Task to carry out: Print, exactly and completely, every entry in the data.

Source data:
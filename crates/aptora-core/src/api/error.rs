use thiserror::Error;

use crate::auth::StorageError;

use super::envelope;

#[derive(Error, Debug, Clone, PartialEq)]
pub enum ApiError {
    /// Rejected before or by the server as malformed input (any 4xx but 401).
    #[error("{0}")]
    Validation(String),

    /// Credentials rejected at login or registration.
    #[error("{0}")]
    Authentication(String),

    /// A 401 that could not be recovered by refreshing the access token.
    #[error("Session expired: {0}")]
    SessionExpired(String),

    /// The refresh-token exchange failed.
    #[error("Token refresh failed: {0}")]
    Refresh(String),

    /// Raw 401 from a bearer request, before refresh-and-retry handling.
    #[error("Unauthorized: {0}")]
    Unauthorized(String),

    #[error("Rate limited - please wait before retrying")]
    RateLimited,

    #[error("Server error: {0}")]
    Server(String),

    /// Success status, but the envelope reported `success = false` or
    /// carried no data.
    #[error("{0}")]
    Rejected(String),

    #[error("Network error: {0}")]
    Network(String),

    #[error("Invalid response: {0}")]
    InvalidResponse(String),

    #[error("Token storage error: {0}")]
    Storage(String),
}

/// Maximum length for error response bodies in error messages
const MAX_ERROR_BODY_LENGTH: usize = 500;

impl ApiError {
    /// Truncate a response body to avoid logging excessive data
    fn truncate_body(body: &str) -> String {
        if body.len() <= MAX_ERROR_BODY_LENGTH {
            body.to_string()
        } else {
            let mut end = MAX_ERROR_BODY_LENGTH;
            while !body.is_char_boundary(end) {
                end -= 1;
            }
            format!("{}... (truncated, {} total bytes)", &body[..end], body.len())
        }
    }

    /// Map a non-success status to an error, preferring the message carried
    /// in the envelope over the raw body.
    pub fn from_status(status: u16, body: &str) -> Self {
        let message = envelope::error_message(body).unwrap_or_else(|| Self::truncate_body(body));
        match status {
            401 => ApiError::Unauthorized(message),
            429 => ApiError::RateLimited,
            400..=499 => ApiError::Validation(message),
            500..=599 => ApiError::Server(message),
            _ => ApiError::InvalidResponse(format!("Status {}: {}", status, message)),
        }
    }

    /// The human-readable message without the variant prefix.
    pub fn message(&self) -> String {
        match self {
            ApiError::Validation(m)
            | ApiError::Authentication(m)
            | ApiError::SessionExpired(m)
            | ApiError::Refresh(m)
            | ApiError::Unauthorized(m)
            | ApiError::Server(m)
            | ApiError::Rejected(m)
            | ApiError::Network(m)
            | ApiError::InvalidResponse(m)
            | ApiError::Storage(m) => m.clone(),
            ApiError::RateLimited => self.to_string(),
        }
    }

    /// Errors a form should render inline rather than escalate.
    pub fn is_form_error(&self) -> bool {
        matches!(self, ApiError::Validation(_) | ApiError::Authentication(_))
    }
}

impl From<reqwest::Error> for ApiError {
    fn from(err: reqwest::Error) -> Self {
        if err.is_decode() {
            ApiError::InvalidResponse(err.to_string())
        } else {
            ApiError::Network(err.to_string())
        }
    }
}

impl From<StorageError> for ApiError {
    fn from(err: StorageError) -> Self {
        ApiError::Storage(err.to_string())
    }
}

Solved exercise:
filename crates/aptora-core/src/api/error.rs
use thiserror::Error;

use crate::auth::StorageError;

use super::envelope;

#[derive(Error, Debug, Clone, PartialEq)]
pub enum ApiError {
    /// Rejected before or by the server as malformed input (any 4xx but 401).
    #[error("{0}")]
    Validation(String),

    /// Credentials rejected at login or registration.
    #[error("{0}")]
    Authentication(String),

    /// A 401 that could not be recovered by refreshing the access token.
    #[error("Session expired: {0}")]
    SessionExpired(String),

    /// The refresh-token exchange failed.
    #[error("Token refresh failed: {0}")]
    Refresh(String),

    /// Raw 401 from a bearer request, before refresh-and-retry handling.
    #[error("Unauthorized: {0}")]
    Unauthorized(String),

    #[error("Rate limited - please wait before retrying")]
    RateLimited,

    #[error("Server error: {0}")]
    Server(String),

    /// Success status, but the envelope reported `success = false` or
    /// carried no data.
    #[error("{0}")]
    Rejected(String),

    #[error("Network error: {0}")]
    Network(String),

    #[error("Invalid response: {0}")]
    InvalidResponse(String),

    #[error("Token storage error: {0}")]
    Storage(String),
}

/// Maximum length for error response bodies in error messages
const MAX_ERROR_BODY_LENGTH: usize = 500;

impl ApiError {
    /// Truncate a response body to avoid logging excessive data
    fn truncate_body(body: &str) -> String {
        if body.len() <= MAX_ERROR_BODY_LENGTH {
            body.to_string()
        } else {
            let mut end = MAX_ERROR_BODY_LENGTH;
            while !body.is_char_boundary(end) {
                end -= 1;
            }
            format!("{}... (truncated, {} total bytes)", &body[..end], body.len())
        }
    }

    /// Map a non-success status to an error, preferring the message carried
    /// in the envelope over the raw body.
    pub fn from_status(status: u16, body: &str) -> Self {
        let message = envelope::error_message(body).unwrap_or_else(|| Self::truncate_body(body));
        match status {
            401 => ApiError::Unauthorized(message),
            429 => ApiError::RateLimited,
            400..=499 => ApiError::Validation(message),
            500..=599 => ApiError::Server(message),
            _ => ApiError::InvalidResponse(format!("Status {}: {}", status, message)),
        }
    }

    /// The human-readable message without the variant prefix.
    pub fn message(&self) -> String {
        match self {
            ApiError::Validation(m)
            | ApiError::Authentication(m)
            | ApiError::SessionExpired(m)
            | ApiError::Refresh(m)
            | ApiError::Unauthorized(m)
            | ApiError::Server(m)
            | ApiError::Rejected(m)
            | ApiError::Network(m)
            | ApiError::InvalidResponse(m)
            | ApiError::Storage(m) => m.clone(),
            ApiError::RateLimited => self.to_string(),
        }
    }

    /// Errors a form should render inline rather than escalate.
    pub fn is_form_error(&self) -> bool {
        matches!(self, ApiError::Validation(_) | ApiError::Authentication(_))
    }
}

impl From<reqwest::Error> for ApiError {
    fn from(err: reqwest::Error) -> Self {
        if err.is_decode() {
            ApiError::InvalidResponse(err.to_string())
        } else {
            ApiError::Network(err.to_string())
        }
    }
}

impl From<StorageError> for ApiError {
    fn from(err: StorageError) -> Self {
        ApiError::Storage(err.to_string())
    }
}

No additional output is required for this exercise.